Jonathon Colman: http://www.flickr.com/photos/jcolman/387194641
Payment kiosks may become a thing of the past if Metro moves to an open payment system.

Metro will begin testing an open payment system this year, giving commuters the option of using their credit cards, federal government IDs, or smartphones to speedily pay fares — tap and go — when boarding buses, passing through fare gates at rail stations, and to pay for parking, the transit authority announced on Wednesday.

Metro awarded a $184 million contract to the consulting and technology firm Accenture to rollout an open payment pilot program at ten Metrorail stations, 50 bus routes, and two parking lots. Two-thousand Metro riders will be chosen to take part in the pilot, although the method of picking commuters has not been determined yet. Accenture is required to complete the pilot program within 18 months, and open payments are expected to expand to Metro’s entire transit system in three to five years, according to transit authority officials.
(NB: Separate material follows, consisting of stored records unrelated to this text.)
//! Connection state and the poll-and-diff cycle shared by every adapter.

use std::sync::{Arc, Mutex, MutexGuard, Weak};
use std::time::Duration;

use serde_json::Value;
use tracing::{debug, info, trace, warn};

use super::CaptureSettings;
use crate::Snapshot;
use crate::diff::{self, Differences};
use crate::error::{CameraError, Result};
use crate::events::{CameraEvent, EventBus, EventKeyMap, EventKind};
use crate::poller::Poller;
use crate::transport::{Body, Transport};

pub(crate) const PROPS_PATH: &str = "/v1/props";
pub(crate) const CAPTURE_SETTINGS_WRITE_PATH: &str = "/v1/params/camera";
pub(crate) const COMMAND_PATH: &str = "/_gr";
const FOCUS_LOCK_PATH: &str = "/v1/lens/focus/lock";
const SHOOT_PATH: &str = "/v1/camera/shoot";
const POWER_OFF_PATH: &str = "/v1/device/finish";

/// How a connected adapter refreshes its snapshot each tick.
#[derive(Debug, Clone, Copy)]
pub(crate) enum PollFetch {
    /// Fetch all properties.
    Full,
    /// Fetch capture settings from this path and overlay them on the cache.
    Overlay(&'static str),
}

/// Generation-specific wire details.
#[derive(Debug)]
pub(crate) struct Profile {
    pub family: &'static str,
    pub status_path: &'static str,
    pub capture_settings_path: &'static str,
    pub live_view_path: &'static str,
    pub poll_fetch: PollFetch,
    /// Keys that never produce change events.
    pub excluded: &'static [&'static str],
    pub event_keys: EventKeyMap,
    pub capture_keys: &'static [&'static str],
}

#[derive(Debug, Default)]
struct State {
    snapshot: Option<Arc<Snapshot>>,
    // Bumped on stop and on disconnect; ticks that started under an older
    // epoch discard their result.
    epoch: u64,
}

/// Live connection to one camera.
pub struct Session {
    transport: Arc<dyn Transport>,
    profile: &'static Profile,
    events: EventBus,
    state: Mutex<State>,
    poller: Poller,
}

impl std::fmt::Debug for Session {
    fn fmt(&self, f: &mut std::fmt::Formatter<'_>) -> std::fmt::Result {
        f.debug_struct("Session")
            .field("family", &self.profile.family)
            .field("connected", &self.is_connected())
            .field("poller", &self.poller)
            .finish_non_exhaustive()
    }
}

impl Session {
    pub(crate) fn new(
        transport: Arc<dyn Transport>,
        profile: &'static Profile,
        poll_interval: Duration,
    ) -> Arc<Self> {
        Arc::new_cyclic(|weak: &Weak<Self>| {
            let weak = weak.clone();
            Self {
                transport,
                profile,
                events: EventBus::new(),
                state: Mutex::new(State::default()),
                poller: Poller::new(poll_interval, move || {
                    let session = weak.upgrade();
                    async move {
                        if let Some(session) = session {
                            session.tick().await;
                        }
                    }
                }),
            }
        })
    }

    fn lock(&self) -> MutexGuard<'_, State> {
        self.state
            .lock()
            .unwrap_or_else(std::sync::PoisonError::into_inner)
    }

    pub(crate) const fn family(&self) -> &'static str {
        self.profile.family
    }

    pub(crate) fn transport(&self) -> &dyn Transport {
        self.transport.as_ref()
    }

    pub fn events(&self) -> &EventBus {
        &self.events
    }

    pub fn is_connected(&self) -> bool {
        self.lock().snapshot.is_some()
    }

    pub fn snapshot(&self) -> Option<Arc<Snapshot>> {
        self.lock().snapshot.clone()
    }

    pub fn capture_settings(&self) -> Option<CaptureSettings> {
        self.snapshot()
            .map(|s| CaptureSettings::from_snapshot(&s, self.profile.capture_keys))
    }

    /// Read a string field from the cached snapshot.
    pub(crate) fn cached_str(&self, key: &str) -> Option<String> {
        self.snapshot()?
            .get(key)
            .and_then(Value::as_str)
            .map(str::to_string)
    }

    pub(crate) fn not_supported(&self, operation: &'static str) -> CameraError {
        CameraError::NotSupported {
            operation,
            family: self.profile.family,
        }
    }

    // === Polling ===

    pub fn start_listening(&self) {
        debug!(family = self.profile.family, "Start listening for camera events");
        self.poller.start();
    }

    pub fn stop_listening(&self) {
        debug!(family = self.profile.family, "Stop listening for camera events");
        self.poller.stop();
        self.lock().epoch += 1;
    }

    pub fn is_listening(&self) -> bool {
        self.poller.is_running()
    }

    pub fn set_poll_interval(&self, interval: Duration) -> Result<()> {
        self.poller.set_interval(interval)
    }

    pub fn set_poll_interval_temporarily(&self, interval: Duration, cycles: u32) -> Result<()> {
        self.poller.set_interval_temporarily(interval, cycles)
    }

    /// Run one poll cycle. Never fails: transport errors become a
    /// transition to disconnected.
    pub async fn tick(&self) {
        let (cached, epoch) = {
            let state = self.lock();
            (state.snapshot.clone(), state.epoch)
        };

        match cached {
            None => self.tick_disconnected(epoch).await,
            Some(previous) => self.tick_connected(&previous, epoch).await,
        }
    }

    async fn tick_disconnected(&self, epoch: u64) {
        let snapshot = match self.fetch_props().await {
            Ok(snapshot) => Arc::new(snapshot),
            Err(e) => {
                trace!(error = %e, "Camera still unreachable");
                return;
            }
        };

        {
            let mut state = self.lock();
            if state.epoch != epoch {
                trace!("Discarding stale connect result");
                return;
            }
            state.snapshot = Some(Arc::clone(&snapshot));
        }

        let model = snapshot.get("model").and_then(Value::as_str).unwrap_or("?");
        info!(family = self.profile.family, model, "Camera connected");
        self.events.emit(&CameraEvent::Connected { snapshot });
    }

    async fn tick_connected(&self, previous: &Arc<Snapshot>, epoch: u64) {
        let current = match self.fetch_for_poll(previous).await {
            Ok(current) => current,
            Err(e) => {
                {
                    let mut state = self.lock();
                    if state.epoch != epoch {
                        return;
                    }
                    state.snapshot = None;
                    state.epoch += 1;
                }
                warn!(error = %e, family = self.profile.family, "Camera disconnected");
                self.events.emit(&CameraEvent::Disconnected);
                return;
            }
        };

        let differences = diff::diff(previous, &current, self.profile.excluded);
        if differences.is_empty() {
            return;
        }

        let snapshot = Arc::new(current);
        {
            let mut state = self.lock();
            if state.epoch != epoch {
                trace!("Discarding stale poll result");
                return;
            }
            state.snapshot = Some(Arc::clone(&snapshot));
        }

        debug!(changed = differences.count(), "Camera state changed");
        self.dispatch(&snapshot, differences);
    }

    fn dispatch(&self, snapshot: &Arc<Snapshot>, differences: Differences) {
        let differences = Arc::new(differences);
        for &(kind, keys) in self.profile.event_keys {
            if !diff::any_changed(Some(keys), Some(&differences)) {
                continue;
            }
            if let Some(event) =
                CameraEvent::changed(kind, Arc::clone(snapshot), Arc::clone(&differences))
            {
                self.events.emit(&event);
            }
        }
    }

    fn supports(&self, kind: EventKind) -> bool {
        self.profile.event_keys.iter().any(|(k, _)| *k == kind)
    }

    /// Event kinds this generation can emit.
    pub fn event_kinds(&self) -> Vec<EventKind> {
        EventKind::ALL
            .into_iter()
            .filter(|&k| matches!(k, EventKind::Connected | EventKind::Disconnected) || self.supports(k))
            .collect()
    }

    // === Requests ===

    pub(crate) async fn fetch_props(&self) -> Result<Snapshot> {
        into_snapshot(PROPS_PATH, self.transport.get(PROPS_PATH).await?)
    }

    async fn fetch_for_poll(&self, previous: &Snapshot) -> Result<Snapshot> {
        match self.profile.poll_fetch {
            PollFetch::Full => self.fetch_props().await,
            PollFetch::Overlay(path) => {
                let params = into_snapshot(path, self.transport.get(path).await?)?;
                let mut merged = previous.clone();
                merged.extend(params);
                Ok(merged)
            }
        }
    }

    pub async fn get_status(&self) -> Result<Value> {
        self.transport.get(self.profile.status_path).await
    }

    pub fn live_view_url(&self) -> String {
        format!("{}{}", self.transport.base_url(), self.profile.live_view_path)
    }

    pub async fn get_capture_settings(&self) -> Result<CaptureSettings> {
        let path = self.profile.capture_settings_path;
        let snapshot = into_snapshot(path, self.transport.get(path).await?)?;
        Ok(CaptureSettings::from_snapshot(&snapshot, self.profile.capture_keys))
    }

    pub(crate) async fn write_capture_settings(&self, settings: &Snapshot) -> Result<()> {
        if settings.is_empty() {
            return Err(CameraError::invalid("no capture settings to write"));
        }
        let body = Body::form(settings.iter().map(|(k, v)| (k.clone(), wire_value(v))));
        self.transport
            .put(CAPTURE_SETTINGS_WRITE_PATH, body)
            .await
            .map(drop)
    }

    pub async fn lock_focus(&self, x: f64, y: f64) -> Result<()> {
        let pos = point(x, y)?;
        self.transport
            .post(FOCUS_LOCK_PATH, Body::form([("pos", pos)]))
            .await
            .map(drop)
    }

    pub async fn take_photo(&self, at: Option<(f64, f64)>) -> Result<()> {
        let body = match at {
            Some((x, y)) => Body::form([("af", "on".to_string()), ("pos", point(x, y)?)]),
            None => Body::form([("af", "camera")]),
        };
        self.transport.post(SHOOT_PATH, body).await.map(drop)
    }

    pub async fn send_command(&self, command: &str) -> Result<Value> {
        trace!(command, "Sending raw command");
        self.transport
            .post(COMMAND_PATH, Body::Raw(command.to_string()))
            .await
    }

    pub async fn power_off(&self) -> Result<()> {
        info!(family = self.profile.family, "Powering off camera");
        self.transport.post(POWER_OFF_PATH, Body::Empty).await.map(drop)
    }
}

/// Validate frame coordinates (percent) and format them as `x,y`.
pub(crate) fn point(x: f64, y: f64) -> Result<String> {
    for (name, value) in [("x", x), ("y", y)] {
        if !(0.0..=100.0).contains(&value) {
            return Err(CameraError::invalid(format!(
                "{name} must be between 0 and 100, got {value}"
            )));
        }
    }
    Ok(format!("{},{}", x.round(), y.round()))
}

/// Scalar or list value in the camera's flat wire format.
pub(crate) fn wire_value(value: &Value) -> String {
    match value {
        Value::Null => String::new(),
        Value::String(s) => s.clone(),
        Value::Array(items) => items.iter().map(wire_value).collect::<Vec<_>>().join(","),
        other => other.to_string(),
    }
}

pub(crate) fn into_snapshot(endpoint: &str, value: Value) -> Result<Snapshot> {
    match value {
        Value::Object(map) => Ok(map),
        other => Err(CameraError::InvalidResponse {
            endpoint: endpoint.to_string(),
            reason: format!("expected an object, got {other}"),
        }),
    }
}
“We want it to be easier for commuters and visitors to take public transit, and we really want to modernize our system,” said Carol Kissal, Metro’s chief financial officer. “And it is definitely more effective and more efficient for Metro to implement this.”

Once the open payment system is expanded to about 1,000 fare gates, 450 fare vending machines, and 1,500 buses, Metro will phase out paper fare cards, which are used by less than 10 percent of riders.

Accenture was awarded the contract despite problems with cost overruns and meeting deadlines when the company was hired to install open payment systems for Ontario’s provincial government and Toronto’s transit system, according to a report in The Globe and Mail. Kissal said the company’s track record was considered during the procurement process.

“Our procurement was very thorough and competitive. We looked at a ‘best value’ procurement and we felt that the partner we selected is going to work the best for Metro,” Kissal said. “We considered their technical design, their history and their background, and all those things were factored in the decision.”

Kissal said the contract has stipulations to protect Metro in the event Accenture fails to meet the deadline of completing the pilot program in 18 months.